Bug 8612 - 龙蜥8.9系统下进行PCIe switch热插拔后出现u.2设备丢失问题
Summary: 龙蜥8.9系统下进行PCIe switch热插拔后出现u.2设备丢失问题
Status: NEW
Alias: None
Product: Anolis OS 8
Classification: Anolis OS
Component: kernel - anck-5.10 (show other bugs) kernel - anck-5.10
Version: 8.9
Hardware: All Linux
: P3-Medium S3-normal
Target Milestone: ---
Assignee: maqiao_mq
QA Contact: shuming
URL:
Whiteboard:
Keywords:
Depends on:
Blocks:
 
Reported: 2024-03-22 17:40 UTC by W521978
Modified: 2024-04-01 19:31 UTC (History)
1 user (show)

See Also:


Attachments
热插拔日志 (234.73 KB, application/x-compressed)
2024-03-22 17:40 UTC, W521978
Details

Note You need to log in before you can comment on or make changes to this bug.
Description W521978 2024-03-22 17:40:13 UTC
Created attachment 1104 [details]
热插拔日志

Description of problem:
配置博通的PXE89104,switch下挂了13个U.2的盘和1个I350网卡芯片,都是可以正常工作的;当拔掉1个U.2的盘后,整个系统的热插拔就失效了,包括CPU直出的root port也会失效。
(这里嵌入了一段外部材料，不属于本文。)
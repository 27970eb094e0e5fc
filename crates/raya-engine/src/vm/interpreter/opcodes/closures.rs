//! Closure opcode handlers: MakeClosure, LoadCaptured, StoreCaptured, SetClosureCapture, NewRefCell, LoadRefCell, StoreRefCell

use crate::compiler::Opcode;
use crate::vm::interpreter::execution::OpcodeResult;
use crate::vm::interpreter::Interpreter;
use crate::vm::object::Closure;
use crate::vm::scheduler::Task;
use crate::vm::stack::Stack;
use crate::vm::value::Value;
use crate::vm::VmError;
use std::sync::Arc;

impl<'a> Interpreter<'a> {
    pub(in crate::vm::interpreter) fn exec_closure_ops(
        &mut self,
        stack: &mut Stack,
        ip: &mut usize,
        code: &[u8],
        task: &Arc<Task>,
        opcode: Opcode,
    ) -> OpcodeResult {
        match opcode {
            Opcode::MakeClosure => {
                self.safepoint.poll();
                let func_index = match Self::read_u32(code, ip) {
                    Ok(v) => v as usize,
                    Err(e) => return OpcodeResult::Error(e),
                };
                let capture_count = match Self::read_u16(code, ip) {
                    Ok(v) => v as usize,
                    Err(e) => return OpcodeResult::Error(e),
                };

                let mut captures = Vec::with_capacity(capture_count);
                for _ in 0..capture_count {
                    match stack.pop() {
                        Ok(v) => captures.push(v),
                        Err(e) => return OpcodeResult::Error(e),
                    }
                }
                captures.reverse();

                let closure = Closure::new(func_index, captures);
                let gc_ptr = self.gc.lock().allocate(closure);
                let value =
                    unsafe { Value::from_ptr(std::ptr::NonNull::new(gc_ptr.as_ptr()).unwrap()) };
                if let Err(e) = stack.push(value) {
                    return OpcodeResult::Error(e);
                }
                OpcodeResult::Continue
            }

            Opcode::LoadCaptured => {
                let capture_index = match Self::read_u16(code, ip) {
                    Ok(v) => v as usize,
                    Err(e) => return OpcodeResult::Error(e),
                };

                let closure_val = match task.current_closure() {
                    Some(v) => v,
                    None => {
                        return OpcodeResult::Error(VmError::RuntimeError(
                            "LoadCaptured without active closure".to_string(),
                        ));
                    }
                };

                let closure_ptr = unsafe { closure_val.as_ptr::<Closure>() };
                let closure = unsafe { &*closure_ptr.unwrap().as_ptr() };
                let value = match closure.get_captured(capture_index) {
                    Some(v) => v,
                    None => {
                        return OpcodeResult::Error(VmError::RuntimeError(format!(
                            "Capture index {} out of bounds",
                            capture_index
                        )));
                    }
                };
                if let Err(e) = stack.push(value) {
                    return OpcodeResult::Error(e);
                }
                OpcodeResult::Continue
            }

            Opcode::StoreCaptured => {
                let capture_index = match Self::read_u16(code, ip) {
                    Ok(v) => v as usize,
                    Err(e) => return OpcodeResult::Error(e),
                };
                let value = match stack.pop() {
                    Ok(v) => v,
                    Err(e) => return OpcodeResult::Error(e),
                };

                let closure_val = match task.current_closure() {
                    Some(v) => v,
                    None => {
                        return OpcodeResult::Error(VmError::RuntimeError(
                            "StoreCaptured without active closure".to_string(),
                        ));
                    }
                };

                let closure_ptr = unsafe { closure_val.as_ptr::<Closure>() };
                let closure = unsafe { &mut *closure_ptr.unwrap().as_ptr() };
                if let Err(e) = closure.set_captured(capture_index, value) {
                    return OpcodeResult::Error(VmError::RuntimeError(e));
                }
                OpcodeResult::Continue
            }

            Opcode::SetClosureCapture => {
                let capture_index = match Self::read_u16(code, ip) {
                    Ok(v) => v as usize,
                    Err(e) => return OpcodeResult::Error(e),
                };
                let value = match stack.pop() {
                    Ok(v) => v,
                    Err(e) => return OpcodeResult::Error(e),
                };
                let closure_val = match stack.pop() {
                    Ok(v) => v,
                    Err(e) => return OpcodeResult::Error(e),
                };

                if !closure_val.is_ptr() {
                    return OpcodeResult::Error(VmError::TypeError("Expected closure".to_string()));
                }

                let closure_ptr = unsafe { closure_val.as_ptr::<Closure>() };
                let closure = unsafe { &mut *closure_ptr.unwrap().as_ptr() };
                if let Err(e) = closure.set_captured(capture_index, value) {
                    return OpcodeResult::Error(VmError::RuntimeError(e));
                }
                if let Err(e) = stack.push(closure_val) {
                    return OpcodeResult::Error(e);
                }
                OpcodeResult::Continue
            }

            Opcode::NewRefCell => {
                use crate::vm::object::RefCell;
                let initial_value = match stack.pop() {
                    Ok(v) => v,
                    Err(e) => return OpcodeResult::Error(e),
                };
                let refcell = RefCell::new(initial_value);
                let gc_ptr = self.gc.lock().allocate(refcell);
                let value =
                    unsafe { Value::from_ptr(std::ptr::NonNull::new(gc_ptr.as_ptr()).unwrap()) };
                if let Err(e) = stack.push(value) {
                    return OpcodeResult::Error(e);
                }
                OpcodeResult::Continue
            }

            Opcode::LoadRefCell => {
                use crate::vm::object::RefCell;
                let refcell_val = match stack.pop() {
                    Ok(v) => v,
                    Err(e) => return OpcodeResult::Error(e),
                };

                if !refcell_val.is_ptr() {
                    return OpcodeResult::Error(VmError::TypeError("Expected RefCell".to_string()));
                }

                let refcell_ptr = unsafe { refcell_val.as_ptr::<RefCell>() };
                let refcell = unsafe { &*refcell_ptr.unwrap().as_ptr() };
                if let Err(e) = stack.push(refcell.get()) {
                    return OpcodeResult::Error(e);
                }
                OpcodeResult::Continue
            }

            Opcode::StoreRefCell => {
                use crate::vm::object::RefCell;
                let value = match stack.pop() {
                    Ok(v) => v,
                    Err(e) => return OpcodeResult::Error(e),
                };
                let refcell_val = match stack.pop() {
                    Ok(v) => v,
                    Err(e) => return OpcodeResult::Error(e),
                };

                if !refcell_val.is_ptr() {
                    return OpcodeResult::Error(VmError::TypeError("Expected RefCell".to_string()));
                }

                let refcell_ptr = unsafe { refcell_val.as_ptr::<RefCell>() };
                let refcell = unsafe { &mut *refcell_ptr.unwrap().as_ptr() };
                refcell.set(value);
                OpcodeResult::Continue
            }

            _ => OpcodeResult::Error(VmError::RuntimeError(format!(
                "Unexpected opcode in exec_closure_ops: {:?}",
                opcode
            ))),
        }
    }
}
失效后插入设备lspci下,不会显示,dmesg下显示link down,card not present。Switch看内部状态和link状态都没问题,CPU看PCIe的寄存器状态没问题,卡是在位的,但是中断上报到OS,OS未收到,不会进行枚举操作。

Version-Release number of selected component (if applicable):
OS镜像:anolis-8.9-x86_64-dvd.iso

How reproducible:
系统下进行PCIe Switch设备热插拔

Steps to Reproduce:
1.带着port30一个盘上电;
2.然后插入port0一架盘,正常;
3.拔出port0盘lspci显示+-00.0-[14]--;
4.重新插入port0盘,lspci还是没有反应;
5.再插入port4盘,lspci依然没有反应;

Actual results:
u.2盘系统下热插拔后,lspci还是没有反应

Expected results:
u.2盘系统下热插拔后,lspci能正常显示设备

Additional info:
1、如果把switch下的I350断开,U.2的热插拔功能是正常的。
2、相同环境使用麒麟和方德系统验证热插拔功能正常
Comment 1 gumi alibaba_cloud_group 2024-04-01 19:31:15 UTC
从日志理看到异常信息
[  591.037807] pcieport 0000:00:03.1: AER: Multiple Uncorrected (Non-Fatal) error received: 0000:12:00.0
[  591.038180] pci 0000:12:00.0: PCIe Bus Error: severity=Uncorrected (Non-Fatal), type=Transaction Layer, (Requester ID)
[  591.038189] pci 0000:12:00.0:   device [1000:c030] error status/mask=00100000/00400000
[  591.038191] pci 0000:12:00.0:    [20] UnsupReq               (First)
[  591.038196] pci 0000:12:00.0: AER:   TLP Header: 40001001 0000000f d0c0241c 01000000
[  591.070670] pci 0000:14:00.0: AER: can't recover (no error_detected callback)
[  591.070680] pci 0000:15:00.0: AER: can't recover (no error_detected callback)
[  591.070686] pci 0000:16:00.0: AER: can't recover (no error_detected callback)
[  591.070691] pci 0000:17:00.0: AER: can't recover (no error_detected callback)
[  591.070696] pci 0000:18:00.0: AER: can't recover (no error_detected callback)
[  591.070702] pci 0000:19:00.0: AER: can't recover (no error_detected callback)
[  591.070706] pci 0000:1a:00.0: AER: can't recover (no error_detected callback)
[  591.070711] pci 0000:1b:00.0: AER: can't recover (no error_detected callback)
[  591.070717] pci 0000:1c:00.0: AER: can't recover (no error_detected callback)
[  591.070722] pci 0000:1d:00.0: AER: can't recover (no error_detected callback)
[  591.070727] pci 0000:1e:00.0: AER: can't recover (no error_detected callback)
[  591.070741] pci 0000:1f:00.0: AER: can't recover (no error_detected callback)
[  591.154022] pci 0000:22:00.0: AER: can't recover (no error_detected callback)

了解到,是通过暴力热插拔方式进行的操作,从日志看,应该是在给pci 分配资源时,出现了无法处理的多个uce问题,怀疑是link down 之后,硬件寄存器中某些数据丢失,重新插回时,无法成功恢复。建议是否有firwmare层的debug可以看看link down前后是否硬件某些寄存器数据不一样。或者可以采用非暴力(通知式)的操作对比看看。